Provided data –
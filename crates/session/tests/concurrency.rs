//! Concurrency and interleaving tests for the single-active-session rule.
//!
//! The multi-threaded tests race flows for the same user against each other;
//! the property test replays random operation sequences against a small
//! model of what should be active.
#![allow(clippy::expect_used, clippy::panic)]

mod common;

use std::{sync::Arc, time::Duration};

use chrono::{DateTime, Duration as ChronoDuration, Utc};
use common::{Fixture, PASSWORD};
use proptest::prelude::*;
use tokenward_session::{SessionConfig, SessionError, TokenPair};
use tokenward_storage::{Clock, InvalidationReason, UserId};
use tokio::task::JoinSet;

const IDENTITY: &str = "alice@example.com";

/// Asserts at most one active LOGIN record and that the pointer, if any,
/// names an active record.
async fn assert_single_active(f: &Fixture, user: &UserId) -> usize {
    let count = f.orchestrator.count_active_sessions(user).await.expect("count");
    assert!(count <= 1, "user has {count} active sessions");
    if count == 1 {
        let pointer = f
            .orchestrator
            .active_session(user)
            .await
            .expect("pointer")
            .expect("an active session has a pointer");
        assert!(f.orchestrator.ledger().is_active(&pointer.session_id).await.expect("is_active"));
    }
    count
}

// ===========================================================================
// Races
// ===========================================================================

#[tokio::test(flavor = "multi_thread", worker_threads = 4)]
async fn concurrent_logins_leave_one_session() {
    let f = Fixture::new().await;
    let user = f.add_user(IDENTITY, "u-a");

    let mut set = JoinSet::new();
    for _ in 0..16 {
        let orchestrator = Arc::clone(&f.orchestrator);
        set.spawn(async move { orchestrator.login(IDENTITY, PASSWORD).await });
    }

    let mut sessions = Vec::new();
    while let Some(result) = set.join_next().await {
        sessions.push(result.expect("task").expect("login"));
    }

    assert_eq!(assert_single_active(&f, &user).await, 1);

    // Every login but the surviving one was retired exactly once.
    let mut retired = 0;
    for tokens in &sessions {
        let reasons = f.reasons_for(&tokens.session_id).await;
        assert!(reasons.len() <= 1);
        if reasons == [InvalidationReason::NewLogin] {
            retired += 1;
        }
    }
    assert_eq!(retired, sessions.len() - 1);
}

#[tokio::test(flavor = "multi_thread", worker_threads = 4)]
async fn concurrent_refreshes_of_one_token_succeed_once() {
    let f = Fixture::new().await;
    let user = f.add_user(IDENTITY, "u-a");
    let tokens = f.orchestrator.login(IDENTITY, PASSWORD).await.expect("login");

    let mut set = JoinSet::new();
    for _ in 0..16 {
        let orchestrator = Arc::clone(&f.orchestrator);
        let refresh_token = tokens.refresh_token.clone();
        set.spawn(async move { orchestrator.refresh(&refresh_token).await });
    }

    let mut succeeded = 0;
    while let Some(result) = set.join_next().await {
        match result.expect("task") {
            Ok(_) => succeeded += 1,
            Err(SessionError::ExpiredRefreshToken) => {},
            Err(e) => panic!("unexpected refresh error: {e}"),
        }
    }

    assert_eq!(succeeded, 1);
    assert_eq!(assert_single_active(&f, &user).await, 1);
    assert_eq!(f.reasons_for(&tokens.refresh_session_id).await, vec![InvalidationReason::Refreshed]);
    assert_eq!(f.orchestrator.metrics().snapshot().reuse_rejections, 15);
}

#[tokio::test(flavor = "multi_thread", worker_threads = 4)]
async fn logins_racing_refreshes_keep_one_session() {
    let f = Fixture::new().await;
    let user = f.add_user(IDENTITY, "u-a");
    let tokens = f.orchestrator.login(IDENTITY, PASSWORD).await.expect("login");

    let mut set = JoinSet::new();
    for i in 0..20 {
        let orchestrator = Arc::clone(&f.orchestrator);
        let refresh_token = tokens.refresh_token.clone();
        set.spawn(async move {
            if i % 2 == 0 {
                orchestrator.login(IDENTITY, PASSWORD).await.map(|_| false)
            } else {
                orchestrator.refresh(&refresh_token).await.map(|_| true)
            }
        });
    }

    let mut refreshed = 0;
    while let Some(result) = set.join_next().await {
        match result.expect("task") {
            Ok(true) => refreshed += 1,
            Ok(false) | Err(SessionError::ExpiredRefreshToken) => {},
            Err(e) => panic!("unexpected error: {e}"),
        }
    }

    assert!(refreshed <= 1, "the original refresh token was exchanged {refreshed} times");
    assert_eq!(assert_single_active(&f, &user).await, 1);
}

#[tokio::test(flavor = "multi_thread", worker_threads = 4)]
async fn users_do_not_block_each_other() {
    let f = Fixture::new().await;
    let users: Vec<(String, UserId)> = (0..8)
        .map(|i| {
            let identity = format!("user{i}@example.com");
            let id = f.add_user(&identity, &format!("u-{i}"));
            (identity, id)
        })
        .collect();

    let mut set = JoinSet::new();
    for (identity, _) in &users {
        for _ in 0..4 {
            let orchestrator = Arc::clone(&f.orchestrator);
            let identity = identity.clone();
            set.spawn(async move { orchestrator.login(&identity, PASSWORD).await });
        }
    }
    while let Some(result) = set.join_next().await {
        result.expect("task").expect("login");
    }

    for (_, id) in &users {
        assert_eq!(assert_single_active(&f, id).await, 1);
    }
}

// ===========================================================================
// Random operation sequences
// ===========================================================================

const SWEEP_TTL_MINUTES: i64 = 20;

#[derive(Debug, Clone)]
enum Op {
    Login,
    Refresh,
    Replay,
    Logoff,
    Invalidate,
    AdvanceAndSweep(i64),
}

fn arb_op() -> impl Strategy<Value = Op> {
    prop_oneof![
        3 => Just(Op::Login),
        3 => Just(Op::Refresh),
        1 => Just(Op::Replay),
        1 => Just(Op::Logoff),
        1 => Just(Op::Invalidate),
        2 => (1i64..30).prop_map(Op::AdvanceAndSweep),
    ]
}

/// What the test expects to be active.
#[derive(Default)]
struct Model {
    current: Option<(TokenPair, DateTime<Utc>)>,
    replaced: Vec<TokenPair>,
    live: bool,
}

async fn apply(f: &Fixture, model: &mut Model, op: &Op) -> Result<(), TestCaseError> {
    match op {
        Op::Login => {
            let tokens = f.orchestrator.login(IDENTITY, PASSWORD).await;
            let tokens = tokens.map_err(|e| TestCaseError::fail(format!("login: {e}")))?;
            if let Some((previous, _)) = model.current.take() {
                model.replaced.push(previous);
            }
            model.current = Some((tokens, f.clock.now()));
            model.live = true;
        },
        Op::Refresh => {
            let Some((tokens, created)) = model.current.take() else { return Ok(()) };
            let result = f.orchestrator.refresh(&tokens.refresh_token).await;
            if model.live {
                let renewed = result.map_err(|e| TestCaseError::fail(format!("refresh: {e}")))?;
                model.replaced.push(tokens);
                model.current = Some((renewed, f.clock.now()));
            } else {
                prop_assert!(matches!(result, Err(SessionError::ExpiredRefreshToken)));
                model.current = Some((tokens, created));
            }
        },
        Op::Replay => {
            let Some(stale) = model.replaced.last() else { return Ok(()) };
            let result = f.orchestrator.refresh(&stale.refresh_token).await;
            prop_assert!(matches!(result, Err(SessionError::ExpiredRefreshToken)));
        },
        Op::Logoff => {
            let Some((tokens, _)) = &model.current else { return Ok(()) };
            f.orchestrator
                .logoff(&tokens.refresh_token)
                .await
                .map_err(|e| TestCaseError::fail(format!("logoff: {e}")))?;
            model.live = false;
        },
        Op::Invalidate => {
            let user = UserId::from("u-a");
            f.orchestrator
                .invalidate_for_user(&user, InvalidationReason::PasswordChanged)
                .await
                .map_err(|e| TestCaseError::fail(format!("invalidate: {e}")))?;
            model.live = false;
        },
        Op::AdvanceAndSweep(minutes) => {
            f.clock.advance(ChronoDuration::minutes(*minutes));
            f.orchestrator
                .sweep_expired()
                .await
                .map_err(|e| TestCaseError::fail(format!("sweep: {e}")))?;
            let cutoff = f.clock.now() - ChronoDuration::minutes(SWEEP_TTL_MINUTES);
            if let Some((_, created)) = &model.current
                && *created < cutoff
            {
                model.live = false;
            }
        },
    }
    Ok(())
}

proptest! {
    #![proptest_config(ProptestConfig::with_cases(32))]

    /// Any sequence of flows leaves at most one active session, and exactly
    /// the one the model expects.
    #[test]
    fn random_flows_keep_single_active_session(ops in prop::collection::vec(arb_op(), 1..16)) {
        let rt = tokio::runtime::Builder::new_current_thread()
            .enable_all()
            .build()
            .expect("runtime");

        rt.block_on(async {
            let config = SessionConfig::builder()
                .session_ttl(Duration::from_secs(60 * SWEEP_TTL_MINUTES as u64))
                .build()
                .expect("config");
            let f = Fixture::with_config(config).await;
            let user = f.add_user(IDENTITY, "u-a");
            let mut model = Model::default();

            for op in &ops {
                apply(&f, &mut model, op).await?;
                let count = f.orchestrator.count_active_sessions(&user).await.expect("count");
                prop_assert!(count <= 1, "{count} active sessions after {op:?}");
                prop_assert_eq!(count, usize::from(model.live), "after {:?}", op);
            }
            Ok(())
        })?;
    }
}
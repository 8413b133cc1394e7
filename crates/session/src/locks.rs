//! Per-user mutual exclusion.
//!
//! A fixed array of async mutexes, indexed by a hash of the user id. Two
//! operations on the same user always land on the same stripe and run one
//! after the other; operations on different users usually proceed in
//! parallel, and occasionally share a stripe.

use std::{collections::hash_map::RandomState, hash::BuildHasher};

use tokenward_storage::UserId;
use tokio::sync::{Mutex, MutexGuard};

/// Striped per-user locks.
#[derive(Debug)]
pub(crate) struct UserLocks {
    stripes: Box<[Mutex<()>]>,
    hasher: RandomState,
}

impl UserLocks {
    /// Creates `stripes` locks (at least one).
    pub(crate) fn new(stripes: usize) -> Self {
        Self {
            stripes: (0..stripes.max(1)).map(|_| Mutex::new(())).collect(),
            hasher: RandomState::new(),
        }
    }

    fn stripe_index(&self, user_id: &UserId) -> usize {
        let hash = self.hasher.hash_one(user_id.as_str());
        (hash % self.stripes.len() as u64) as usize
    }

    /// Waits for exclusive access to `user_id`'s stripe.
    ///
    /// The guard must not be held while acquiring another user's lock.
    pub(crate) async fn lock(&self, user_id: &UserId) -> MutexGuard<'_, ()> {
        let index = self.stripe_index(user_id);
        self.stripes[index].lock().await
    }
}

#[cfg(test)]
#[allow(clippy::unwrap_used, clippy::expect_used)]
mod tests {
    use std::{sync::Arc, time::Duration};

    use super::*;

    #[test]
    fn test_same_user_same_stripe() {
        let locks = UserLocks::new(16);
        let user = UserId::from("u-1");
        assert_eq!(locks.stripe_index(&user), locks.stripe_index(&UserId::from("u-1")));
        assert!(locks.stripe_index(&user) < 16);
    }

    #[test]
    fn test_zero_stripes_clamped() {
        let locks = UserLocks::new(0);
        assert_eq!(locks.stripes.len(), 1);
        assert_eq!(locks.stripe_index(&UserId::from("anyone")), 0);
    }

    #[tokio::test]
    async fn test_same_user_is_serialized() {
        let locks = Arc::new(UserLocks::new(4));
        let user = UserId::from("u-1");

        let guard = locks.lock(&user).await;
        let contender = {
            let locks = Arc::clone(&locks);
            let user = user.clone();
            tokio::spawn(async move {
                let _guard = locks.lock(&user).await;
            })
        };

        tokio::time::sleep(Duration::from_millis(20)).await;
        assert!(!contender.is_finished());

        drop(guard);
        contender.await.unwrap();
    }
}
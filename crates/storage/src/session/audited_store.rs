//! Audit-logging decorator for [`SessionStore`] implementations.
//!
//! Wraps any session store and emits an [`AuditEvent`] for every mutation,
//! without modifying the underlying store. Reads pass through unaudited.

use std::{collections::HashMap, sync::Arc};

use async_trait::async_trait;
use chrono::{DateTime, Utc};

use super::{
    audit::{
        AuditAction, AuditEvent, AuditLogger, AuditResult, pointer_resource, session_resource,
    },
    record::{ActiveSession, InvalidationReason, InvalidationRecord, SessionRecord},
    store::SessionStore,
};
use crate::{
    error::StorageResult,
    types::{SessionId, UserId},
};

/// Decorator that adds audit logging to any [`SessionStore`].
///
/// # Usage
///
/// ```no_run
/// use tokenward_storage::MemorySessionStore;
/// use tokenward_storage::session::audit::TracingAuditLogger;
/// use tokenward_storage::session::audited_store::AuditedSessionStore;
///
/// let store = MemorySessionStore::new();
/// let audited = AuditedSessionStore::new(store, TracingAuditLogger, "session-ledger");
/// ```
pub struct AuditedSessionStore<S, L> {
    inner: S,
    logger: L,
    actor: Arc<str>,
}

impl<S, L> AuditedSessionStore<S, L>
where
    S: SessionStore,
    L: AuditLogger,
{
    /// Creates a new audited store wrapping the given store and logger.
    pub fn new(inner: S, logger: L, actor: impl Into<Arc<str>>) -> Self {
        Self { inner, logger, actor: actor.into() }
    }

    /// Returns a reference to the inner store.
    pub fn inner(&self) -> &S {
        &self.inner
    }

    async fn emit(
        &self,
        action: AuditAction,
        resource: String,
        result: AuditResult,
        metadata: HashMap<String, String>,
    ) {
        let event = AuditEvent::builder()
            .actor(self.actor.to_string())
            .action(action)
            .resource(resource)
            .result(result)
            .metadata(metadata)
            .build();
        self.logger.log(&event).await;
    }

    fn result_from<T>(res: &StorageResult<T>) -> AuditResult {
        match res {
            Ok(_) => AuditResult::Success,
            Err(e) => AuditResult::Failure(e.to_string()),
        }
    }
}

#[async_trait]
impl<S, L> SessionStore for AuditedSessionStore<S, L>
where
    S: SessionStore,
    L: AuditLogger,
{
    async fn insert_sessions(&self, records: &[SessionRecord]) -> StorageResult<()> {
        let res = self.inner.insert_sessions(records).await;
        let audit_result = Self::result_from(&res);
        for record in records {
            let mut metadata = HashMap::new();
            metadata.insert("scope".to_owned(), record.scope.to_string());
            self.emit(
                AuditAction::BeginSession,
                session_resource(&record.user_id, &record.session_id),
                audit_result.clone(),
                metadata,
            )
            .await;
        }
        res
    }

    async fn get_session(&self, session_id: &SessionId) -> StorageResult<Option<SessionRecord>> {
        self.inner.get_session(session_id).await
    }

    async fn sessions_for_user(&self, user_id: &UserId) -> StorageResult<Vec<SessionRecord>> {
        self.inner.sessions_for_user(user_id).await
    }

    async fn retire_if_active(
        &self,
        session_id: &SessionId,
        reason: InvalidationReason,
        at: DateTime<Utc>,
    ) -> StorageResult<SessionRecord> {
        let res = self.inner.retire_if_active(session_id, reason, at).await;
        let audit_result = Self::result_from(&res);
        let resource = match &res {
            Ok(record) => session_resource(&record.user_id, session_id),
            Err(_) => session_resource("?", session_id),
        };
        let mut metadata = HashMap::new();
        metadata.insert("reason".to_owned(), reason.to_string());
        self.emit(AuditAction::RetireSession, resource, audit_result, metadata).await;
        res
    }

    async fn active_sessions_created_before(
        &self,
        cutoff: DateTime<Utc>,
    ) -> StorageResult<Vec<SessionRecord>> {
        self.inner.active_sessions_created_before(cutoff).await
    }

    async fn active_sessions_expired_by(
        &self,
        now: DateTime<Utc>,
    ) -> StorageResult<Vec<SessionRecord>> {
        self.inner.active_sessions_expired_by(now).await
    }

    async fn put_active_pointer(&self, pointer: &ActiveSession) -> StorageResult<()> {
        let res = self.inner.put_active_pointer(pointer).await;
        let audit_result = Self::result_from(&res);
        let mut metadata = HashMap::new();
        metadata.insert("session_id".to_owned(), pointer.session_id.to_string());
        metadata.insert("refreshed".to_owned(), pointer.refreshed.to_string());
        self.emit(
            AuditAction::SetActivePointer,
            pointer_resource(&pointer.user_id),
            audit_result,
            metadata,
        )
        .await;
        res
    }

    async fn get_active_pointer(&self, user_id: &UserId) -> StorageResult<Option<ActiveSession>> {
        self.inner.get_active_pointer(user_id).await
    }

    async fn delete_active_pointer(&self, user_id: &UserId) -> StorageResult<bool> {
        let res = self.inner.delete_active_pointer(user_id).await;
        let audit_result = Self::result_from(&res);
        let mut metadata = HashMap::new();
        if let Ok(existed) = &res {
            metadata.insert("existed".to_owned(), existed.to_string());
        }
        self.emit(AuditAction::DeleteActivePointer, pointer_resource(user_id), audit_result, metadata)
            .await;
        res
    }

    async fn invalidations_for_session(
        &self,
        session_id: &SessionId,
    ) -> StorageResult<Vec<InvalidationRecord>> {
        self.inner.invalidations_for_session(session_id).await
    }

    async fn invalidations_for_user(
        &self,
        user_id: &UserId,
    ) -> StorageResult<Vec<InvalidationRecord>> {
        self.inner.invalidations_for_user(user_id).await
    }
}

What you will do – Scan the listing for the string "records". Copy each line that has it.

Response to this task –
    async fn insert_sessions(&self, records: &[SessionRecord]) -> StorageResult<()> {
        let res = self.inner.insert_sessions(records).await;
        for record in records {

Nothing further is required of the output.